Buat seorang pengikut Kristus, kita tidak cukup hanya mengikuti ibadah daring ini. Komitmen yang kita bahas bulan lalu, baru akan teruji dan terbangun dengan baik waktu kita tertanam dalam sebuah komunitas. Itu sebabnya bulan ini kita akan terus membahas pentingnya tertanam dalam sebuah komunitas gereja lokal. Saudara, dunia mengerti pentingnya arti sebuah komunitas. Tapi dengan munculnya jejaring sosial, kita perlu mencermati: Komunitas seperti apakah yang Alkitab maksudkan.

Dengan perkembangan teknologi yang bermaksud untuk menyatukan sesama manusia dan mendekatkan hubungan, penyalahgunaannya justru mengakibatkan manusia hidup dalam keterpisahan. Kemampuan untuk berinteraksi secara digital, ironisnya mengakibatkan manusia hidup dalam identitas diri yang salah, yang ikut memicu sebuah kondisi di mana manusia makin terisolasi dari orang lain dan membuat perubahan hidup sulit terjadi.
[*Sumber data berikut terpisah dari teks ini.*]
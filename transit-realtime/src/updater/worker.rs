//! Background task applying a feed's batches.

use chrono::{NaiveDate, Utc};
use tokio::sync::mpsc;
use tokio::task::{JoinError, JoinHandle};
use tokio::time::MissedTickBehavior;
use tracing::{debug, info};

use crate::domain::UpdateResult;
use crate::siri::{EstimatedTimetableDelivery, EstimatedVehicleJourney};

use super::{SiriTripUpdateAdapter, UpdateIncrementality};

/// Batches queued per worker before senders wait.
pub const DEFAULT_CHANNEL_CAPACITY: usize = 16;

/// A batch of journeys for one worker.
#[derive(Debug, Clone, Default)]
pub struct Batch {
    pub journeys: Vec<EstimatedVehicleJourney>,
    pub incrementality: UpdateIncrementality,
}

impl From<EstimatedTimetableDelivery> for Batch {
    fn from(delivery: EstimatedTimetableDelivery) -> Self {
        Self {
            journeys: delivery.estimated_vehicle_journeys,
            incrementality: if delivery.full_dataset {
                UpdateIncrementality::FullDataset
            } else {
                UpdateIncrementality::Differential
            },
        }
    }
}

#[derive(Debug, thiserror::Error)]
pub enum WorkerError {
    #[error("updater worker has stopped")]
    Closed,

    #[error("updater worker failed: {0}")]
    Join(#[from] JoinError),
}

/// Handle to a running worker.
#[derive(Debug)]
pub struct UpdaterHandle {
    sender: mpsc::Sender<Batch>,
    task: JoinHandle<UpdateResult>,
}

impl UpdaterHandle {
    /// Queues a batch, waiting while the channel is full.
    pub async fn send(&self, batch: Batch) -> Result<(), WorkerError> {
        self.sender.send(batch).await.map_err(|_| WorkerError::Closed)
    }

    /// Closes the channel, waits for queued batches to be applied and
    /// returns the merged result of every batch.
    pub async fn finish(self) -> Result<UpdateResult, WorkerError> {
        drop(self.sender);
        Ok(self.task.await?)
    }
}

/// Spawns a worker that applies batches one at a time.
///
/// Between batches the worker wakes every
/// [`commit_tick`](super::UpdaterConfig::commit_tick) to publish commits
/// that were deferred by the minimum commit interval and to purge expired
/// data once per day. Must be called from within a tokio runtime.
pub fn spawn(adapter: SiriTripUpdateAdapter, capacity: usize) -> UpdaterHandle {
    let (sender, receiver) = mpsc::channel(capacity);
    let task = tokio::spawn(run(adapter, receiver));
    UpdaterHandle { sender, task }
}

async fn run(adapter: SiriTripUpdateAdapter, mut receiver: mpsc::Receiver<Batch>) -> UpdateResult {
    let feed = adapter.config().feed_id.clone();
    let source = adapter.config().source.clone();
    let time_zone = adapter.index().time_zone();
    let mut tick = tokio::time::interval(adapter.config().commit_tick);
    tick.set_missed_tick_behavior(MissedTickBehavior::Delay);

    let mut total = UpdateResult::default();
    let mut batches = 0usize;
    let mut last_purge: Option<NaiveDate> = None;
    info!(%feed, %source, "updater started");

    loop {
        tokio::select! {
            // Ticks first, so the day's purge runs before the first batch
            biased;

            _ = tick.tick() => {
                adapter.manager().commit_if_due();
                let today = Utc::now().with_timezone(&time_zone).date_naive();
                if last_purge != Some(today) {
                    adapter.manager().purge_expired_data(today);
                    last_purge = Some(today);
                }
            }
            batch = receiver.recv() => {
                let Some(batch) = batch else {
                    break;
                };
                batches += 1;
                debug!(%feed, journeys = batch.journeys.len(), incrementality = ?batch.incrementality, "applying batch");
                total.merge(adapter.apply_batch(&batch.journeys, batch.incrementality));
            }
        }
    }

    adapter.manager().force_commit();
    info!(
        %feed,
        %source,
        batches,
        successful = total.successful(),
        failed = total.failed(),
        "updater stopped"
    );
    total
}

#[cfg(test)]
mod tests {
    use std::sync::Arc;
    use std::time::Duration;

    use super::*;
    use crate::domain::{RealTimeState, UpdateErrorType};
    use crate::snapshot::{SnapshotConfig, TimetableSnapshotManager};
    use crate::test_fixtures::{self, estimated, id, journey_for};
    use crate::updater::UpdaterConfig;

    fn adapter(min_commit_interval: Duration) -> SiriTripUpdateAdapter {
        let model = test_fixtures::model();
        // Purging would drop the fixture's dates
        let manager = TimetableSnapshotManager::new(SnapshotConfig::new(min_commit_interval, false));
        SiriTripUpdateAdapter::new(
            Arc::new(model.index),
            Arc::new(manager),
            UpdaterConfig::new(test_fixtures::FEED, false, Duration::from_millis(5)),
        )
    }

    fn cancel(trip: &str) -> EstimatedVehicleJourney {
        EstimatedVehicleJourney {
            cancellation: Some(true),
            ..journey_for(trip)
        }
    }

    fn batch(journeys: Vec<EstimatedVehicleJourney>) -> Batch {
        Batch {
            journeys,
            incrementality: UpdateIncrementality::Differential,
        }
    }

    #[tokio::test]
    async fn applies_batches_in_order() {
        let adapter = adapter(Duration::ZERO);
        let manager = adapter.manager().clone();
        let handle = spawn(adapter, DEFAULT_CHANNEL_CAPACITY);

        let delayed = EstimatedVehicleJourney {
            estimated_calls: vec![estimated("B_1", Some(("10:10", "10:12")), Some(("10:12", "10:13")))],
            ..journey_for("TRIP_1")
        };
        handle.send(batch(vec![cancel("TRIP_1")])).await.unwrap();
        handle.send(batch(vec![delayed, journey_for("NOPE")])).await.unwrap();

        let result = handle.finish().await.unwrap();
        assert_eq!(result.successful(), 2);
        assert_eq!(result.error_types(), [UpdateErrorType::TripNotFound]);

        let model = test_fixtures::model();
        let snapshot = manager.current_snapshot();
        let times = snapshot
            .resolve(&model.pattern, test_fixtures::service_date())
            .get(&id("TRIP_1"))
            .unwrap()
            .clone();
        assert_eq!(times.state(), RealTimeState::Updated);
        assert_eq!(times.arrival_delay(1), 120);
    }

    #[tokio::test]
    async fn deferred_commit_published_on_finish() {
        let adapter = adapter(Duration::from_secs(3600));
        let manager = adapter.manager().clone();
        let handle = spawn(adapter, 1);

        handle.send(batch(vec![cancel("TRIP_1")])).await.unwrap();
        handle.send(batch(vec![cancel("TRIP_2")])).await.unwrap();
        let result = handle.finish().await.unwrap();
        assert_eq!(result.successful(), 2);

        let model = test_fixtures::model();
        let snapshot = manager.current_snapshot();
        let table = snapshot.resolve(&model.pattern, test_fixtures::service_date());
        assert!(table.get(&id("TRIP_1")).unwrap().is_canceled());
        assert!(table.get(&id("TRIP_2")).unwrap().is_canceled());
        assert_eq!(snapshot.version(), 2);
    }

    #[test]
    fn batch_from_delivery() {
        let delivery = EstimatedTimetableDelivery {
            full_dataset: true,
            estimated_vehicle_journeys: vec![cancel("TRIP_1")],
            ..Default::default()
        };
        let batch = Batch::from(delivery);
        assert_eq!(batch.incrementality, UpdateIncrementality::FullDataset);
        assert_eq!(batch.journeys.len(), 1);
    }
}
Tanpa disadari, salah satu konsekuensi logis dari kemudahan beribadah secara daring tanpa tertanam dalam komunitas, mengakibatkan terbangunnya mental penikmat dengan subur. Banyak “penonton” yang ingin mendapatkan atau menerima sesuatu, ketimbang melayani atau berkontribusi, yang menjauhkan mereka dari keserupaan dengan Kristus. Semua yang saya sebutkan tadi akhirnya menyebabkan terjadinya distorsi atau penyimpangan, dalam kita mengerti tentang hidup berkomunitas; khususnya dengan tertanam di sebuah gereja lokal.

Izinkan saya menjelaskan atau mengingatkan kepada kita semua, beberapa pengertian Alkitabiah dan distorsinya tentang ‘tertanam dalam komunitas‘ ini.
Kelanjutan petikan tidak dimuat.